* **Task brief**:
Should any entry look odd, write it out exactly anyway, along with all the rest.

* **Input records**:
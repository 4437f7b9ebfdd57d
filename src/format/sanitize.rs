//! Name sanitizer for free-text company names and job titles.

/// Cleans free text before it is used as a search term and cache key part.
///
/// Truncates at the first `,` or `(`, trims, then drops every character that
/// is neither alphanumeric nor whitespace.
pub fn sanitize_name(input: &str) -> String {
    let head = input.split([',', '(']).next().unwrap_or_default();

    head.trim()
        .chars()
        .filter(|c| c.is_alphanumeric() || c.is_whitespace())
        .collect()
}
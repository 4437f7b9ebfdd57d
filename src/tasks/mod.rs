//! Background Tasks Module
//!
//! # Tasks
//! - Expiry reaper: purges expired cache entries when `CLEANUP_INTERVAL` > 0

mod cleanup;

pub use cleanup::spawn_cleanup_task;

* **Output below**:
repository 4437f7b9ebfdd57d
filename src/format/sanitize.rs
//! Name sanitizer for free-text company names and job titles.

/// Cleans free text before it is used as a search term and cache key part.
///
/// Truncates at the first `,` or `(`, trims, then drops every character that
/// is neither alphanumeric nor whitespace.
pub fn sanitize_name(input: &str) -> String {
    let head = input.split([',', '(']).next().unwrap_or_default();

    head.trim()
        .chars()
        .filter(|c| c.is_alphanumeric() || c.is_whitespace())
        .collect()
}
repository 4437f7b9ebfdd57d
filename src/tasks/mod.rs
//! Background Tasks Module
//!
//! # Tasks
//! - Expiry reaper: purges expired cache entries when `CLEANUP_INTERVAL` > 0

mod cleanup;

pub use cleanup::spawn_cleanup_task;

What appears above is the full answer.